*DATA PROVIDED*

*** Block opens ***

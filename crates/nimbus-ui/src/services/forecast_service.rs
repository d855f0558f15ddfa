//! Forecast backend: async fetch by city name or coordinates.

use std::sync::Arc;

use nimbus_weather::{LocationQuery, WeatherApi};

use super::{runtime_unavailable, spawn_task, MessageSender, ScreenMessage};

/// Request the daily forecast for `query`.
/// Sends `ForecastDone` on the channel when complete.
pub fn request_fetch(tx: &MessageSender, api: Arc<dyn WeatherApi>, query: LocationQuery) {
    let task_tx = tx.clone();
    let task_query = query.clone();
    let spawned = spawn_task(async move {
        let result = api.forecast(&task_query).await;
        if let Err(e) = &result {
            tracing::warn!("Forecast fetch for {} failed: {}", task_query, e);
        }
        let _ = task_tx.send(ScreenMessage::ForecastDone {
            query: task_query,
            result,
        });
    });

    if !spawned {
        let _ = tx.send(ScreenMessage::ForecastDone {
            query,
            result: Err(runtime_unavailable()),
        });
    }
}
//! Persisted favorites list.
//!
//! The list lives in a single named slot of a key-value store, encoded as a
//! JSON array of strings and rewritten wholesale after every mutation.

use parking_lot::Mutex;
use serde_json::{Map, Value};
use std::collections::HashMap;
use std::path::PathBuf;
use std::sync::Arc;

/// Slot holding the favorites array.
pub const FAVORITES_KEY: &str = "favorites";

#[derive(Debug, thiserror::Error)]
pub enum StoreError {
    #[error("Failed to read {path}: {message}")]
    Read { path: String, message: String },
    #[error("Failed to write {path}: {message}")]
    Write { path: String, message: String },
    #[error("Corrupt value under {key}: {message}")]
    Corrupt { key: String, message: String },
}

/// String key-value persistence.
pub trait KeyValueStore: Send + Sync {
    fn get(&self, key: &str) -> Result<Option<String>, StoreError>;
    fn set(&self, key: &str, value: &str) -> Result<(), StoreError>;
}

/// Key-value store backed by one JSON object file.
#[derive(Debug)]
pub struct JsonFileStore {
    path: PathBuf,
    // Serializes read-modify-write of the file within this process
    lock: Mutex<()>,
}

impl JsonFileStore {
    pub fn new(path: impl Into<PathBuf>) -> Self {
        Self {
            path: path.into(),
            lock: Mutex::new(()),
        }
    }

    fn read_map(&self) -> Result<Map<String, Value>, StoreError> {
        if !self.path.exists() {
            return Ok(Map::new());
        }
        let contents = std::fs::read_to_string(&self.path).map_err(|e| StoreError::Read {
            path: self.path.display().to_string(),
            message: e.to_string(),
        })?;
        if contents.trim().is_empty() {
            return Ok(Map::new());
        }
        serde_json::from_str(&contents).map_err(|e| StoreError::Corrupt {
            key: self.path.display().to_string(),
            message: e.to_string(),
        })
    }
}

impl KeyValueStore for JsonFileStore {
    fn get(&self, key: &str) -> Result<Option<String>, StoreError> {
        let _guard = self.lock.lock();
        let map = self.read_map()?;
        Ok(map.get(key).and_then(Value::as_str).map(str::to_string))
    }

    fn set(&self, key: &str, value: &str) -> Result<(), StoreError> {
        let _guard = self.lock.lock();
        let mut map = self.read_map()?;
        map.insert(key.to_string(), Value::String(value.to_string()));

        let write_err = |message: String| StoreError::Write {
            path: self.path.display().to_string(),
            message,
        };
        if let Some(parent) = self.path.parent() {
            std::fs::create_dir_all(parent).map_err(|e| write_err(e.to_string()))?;
        }
        let contents =
            serde_json::to_string_pretty(&map).map_err(|e| write_err(e.to_string()))?;
        std::fs::write(&self.path, contents).map_err(|e| write_err(e.to_string()))
    }
}

/// In-process store, for tests and ephemeral sessions.
#[derive(Debug, Default)]
pub struct MemoryStore {
    slots: Mutex<HashMap<String, String>>,
}

impl KeyValueStore for MemoryStore {
    fn get(&self, key: &str) -> Result<Option<String>, StoreError> {
        Ok(self.slots.lock().get(key).cloned())
    }

    fn set(&self, key: &str, value: &str) -> Result<(), StoreError> {
        self.slots.lock().insert(key.to_string(), value.to_string());
        Ok(())
    }
}

/// Result of [`FavoritesStore::add`].
#[derive(Debug, Clone, Copy, PartialEq, Eq)]
pub enum AddOutcome {
    Added,
    AlreadyPresent,
}

/// Deduplicated, ordered list of city labels.
///
/// Duplicates are detected by exact, case-sensitive string comparison.
pub struct FavoritesStore {
    backend: Arc<dyn KeyValueStore>,
    items: Vec<String>,
}

impl std::fmt::Debug for FavoritesStore {
    fn fmt(&self, f: &mut std::fmt::Formatter<'_>) -> std::fmt::Result {
        f.debug_struct("FavoritesStore")
            .field("items", &self.items)
            .finish_non_exhaustive()
    }
}

impl FavoritesStore {
    /// Load from the backend. `seed` is used only when the slot has never
    /// been written; a stored empty list stays empty.
    pub fn load(backend: Arc<dyn KeyValueStore>, seed: &[String]) -> Result<Self, StoreError> {
        let items = match backend.get(FAVORITES_KEY)? {
            Some(raw) => {
                let parsed: Option<Vec<String>> =
                    serde_json::from_str(&raw).map_err(|e| StoreError::Corrupt {
                        key: FAVORITES_KEY.to_string(),
                        message: e.to_string(),
                    })?;
                // A stored `null` behaves like an absent slot
                parsed.unwrap_or_else(|| seed.to_vec())
            }
            None => seed.to_vec(),
        };

        Ok(Self {
            backend,
            items: dedup_preserving_order(items),
        })
    }

    pub fn list(&self) -> &[String] {
        &self.items
    }

    pub fn contains(&self, label: &str) -> bool {
        self.items.iter().any(|f| f == label)
    }

    /// Append `label` unless present. The in-memory list only changes once
    /// the write succeeded.
    pub fn add(&mut self, label: &str) -> Result<AddOutcome, StoreError> {
        if self.contains(label) {
            return Ok(AddOutcome::AlreadyPresent);
        }
        let mut next = self.items.clone();
        next.push(label.to_string());
        self.persist(&next)?;
        self.items = next;
        tracing::info!("Added {} to favorites", label);
        Ok(AddOutcome::Added)
    }

    /// Drop every entry equal to `label`. Returns whether anything changed;
    /// the list is persisted either way and kept unchanged if that fails.
    pub fn remove(&mut self, label: &str) -> Result<bool, StoreError> {
        let next: Vec<String> = self
            .items
            .iter()
            .filter(|f| f.as_str() != label)
            .cloned()
            .collect();
        self.persist(&next)?;
        let removed = next.len() != self.items.len();
        self.items = next;
        if removed {
            tracing::info!("Removed {} from favorites", label);
        }
        Ok(removed)
    }

    fn persist(&self, items: &[String]) -> Result<(), StoreError> {
        let encoded = serde_json::to_string(items).map_err(|e| StoreError::Write {
            path: FAVORITES_KEY.to_string(),
            message: e.to_string(),
        })?;
        self.backend.set(FAVORITES_KEY, &encoded)
    }
}

fn dedup_preserving_order(items: Vec<String>) -> Vec<String> {
    let mut out: Vec<String> = Vec::with_capacity(items.len());
    for item in items {
        if !out.contains(&item) {
            out.push(item);
        }
    }
    out
}

#[cfg(test)]
mod tests {
    use super::*;

    fn memory() -> Arc<dyn KeyValueStore> {
        Arc::new(MemoryStore::default())
    }

    fn seed() -> Vec<String> {
        vec!["Dubai".to_string(), "London".to_string()]
    }

    #[test]
    fn test_add_twice_keeps_one() {
        let backend = memory();
        let mut store = FavoritesStore::load(backend.clone(), &[]).unwrap();

        assert_eq!(store.add("Paris, FR").unwrap(), AddOutcome::Added);
        assert_eq!(store.add("Paris, FR").unwrap(), AddOutcome::AlreadyPresent);

        assert_eq!(store.list(), ["Paris, FR"]);
        assert_eq!(
            backend.get(FAVORITES_KEY).unwrap().as_deref(),
            Some(r#"["Paris, FR"]"#)
        );
    }

    #[test]
    fn test_match_is_case_sensitive() {
        let mut store = FavoritesStore::load(memory(), &[]).unwrap();
        store.add("paris, FR").unwrap();
        store.add("Paris, FR").unwrap();
        assert_eq!(store.list().len(), 2);
    }

    #[test]
    fn test_remove_absent_is_noop() {
        let mut store = FavoritesStore::load(memory(), &seed()).unwrap();
        assert!(!store.remove("Tokyo").unwrap());
        assert_eq!(store.list(), seed().as_slice());
    }

    #[test]
    fn test_seed_only_when_slot_absent() {
        let backend = memory();
        let store = FavoritesStore::load(backend.clone(), &seed()).unwrap();
        assert_eq!(store.list(), seed().as_slice());

        backend.set(FAVORITES_KEY, "[]").unwrap();
        let store = FavoritesStore::load(backend, &seed()).unwrap();
        assert!(store.list().is_empty());
    }

    #[test]
    fn test_corrupt_slot_is_reported() {
        let backend = memory();
        backend.set(FAVORITES_KEY, "{not json").unwrap();
        let err = FavoritesStore::load(backend, &seed()).unwrap_err();
        assert!(matches!(err, StoreError::Corrupt { .. }));
    }

    #[test]
    fn test_json_file_store_round_trip() {
        let dir = tempfile::tempdir().unwrap();
        let path = dir.path().join("nested").join("storage.json");
        let backend: Arc<dyn KeyValueStore> = Arc::new(JsonFileStore::new(&path));

        let mut store = FavoritesStore::load(backend.clone(), &[]).unwrap();
        store.add("Cairo, EG").unwrap();
        store.add("Lima, PE").unwrap();
        store.remove("Cairo, EG").unwrap();

        let reloaded = FavoritesStore::load(Arc::new(JsonFileStore::new(&path)), &seed()).unwrap();
        assert_eq!(reloaded.list(), ["Lima, PE"]);

        backend.set("other", "kept").unwrap();
        assert_eq!(backend.get("other").unwrap().as_deref(), Some("kept"));
        assert_eq!(
            backend.get(FAVORITES_KEY).unwrap().as_deref(),
            Some(r#"["Lima, PE"]"#)
        );
    }

    /// Reads succeed, every write fails.
    struct ReadOnlyStore {
        slots: MemoryStore,
    }

    impl KeyValueStore for ReadOnlyStore {
        fn get(&self, key: &str) -> Result<Option<String>, StoreError> {
            self.slots.get(key)
        }

        fn set(&self, _key: &str, _value: &str) -> Result<(), StoreError> {
            Err(StoreError::Write {
                path: "storage.json".to_string(),
                message: "read-only file system".to_string(),
            })
        }
    }

    #[test]
    fn test_failed_write_leaves_list_unchanged() {
        let slots = MemoryStore::default();
        slots.set(FAVORITES_KEY, r#"["Dubai"]"#).unwrap();
        let mut store = FavoritesStore::load(Arc::new(ReadOnlyStore { slots }), &[]).unwrap();

        assert!(matches!(store.add("Paris, FR"), Err(StoreError::Write { .. })));
        assert_eq!(store.list(), ["Dubai"]);
        // A retry tries the write again instead of claiming success
        assert!(store.add("Paris, FR").is_err());

        assert!(store.remove("Dubai").is_err());
        assert_eq!(store.list(), ["Dubai"]);
    }

    #[test]
    fn test_malformed_storage_file_is_corrupt() {
        let dir = tempfile::tempdir().unwrap();
        let path = dir.path().join("storage.json");
        std::fs::write(&path, "{\"favorites\": [").unwrap();

        let err = JsonFileStore::new(&path).get(FAVORITES_KEY).unwrap_err();
        assert!(matches!(err, StoreError::Corrupt { .. }), "got {:?}", err);
    }
}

*** Block closes ***

*WHAT YOU WILL DO*
Wherever a line in the data above holds the word "parent", copy that line.

*RESPONSE AREA*
        if let Some(parent) = self.path.parent() {
            std::fs::create_dir_all(parent).map_err(|e| write_err(e.to_string()))?;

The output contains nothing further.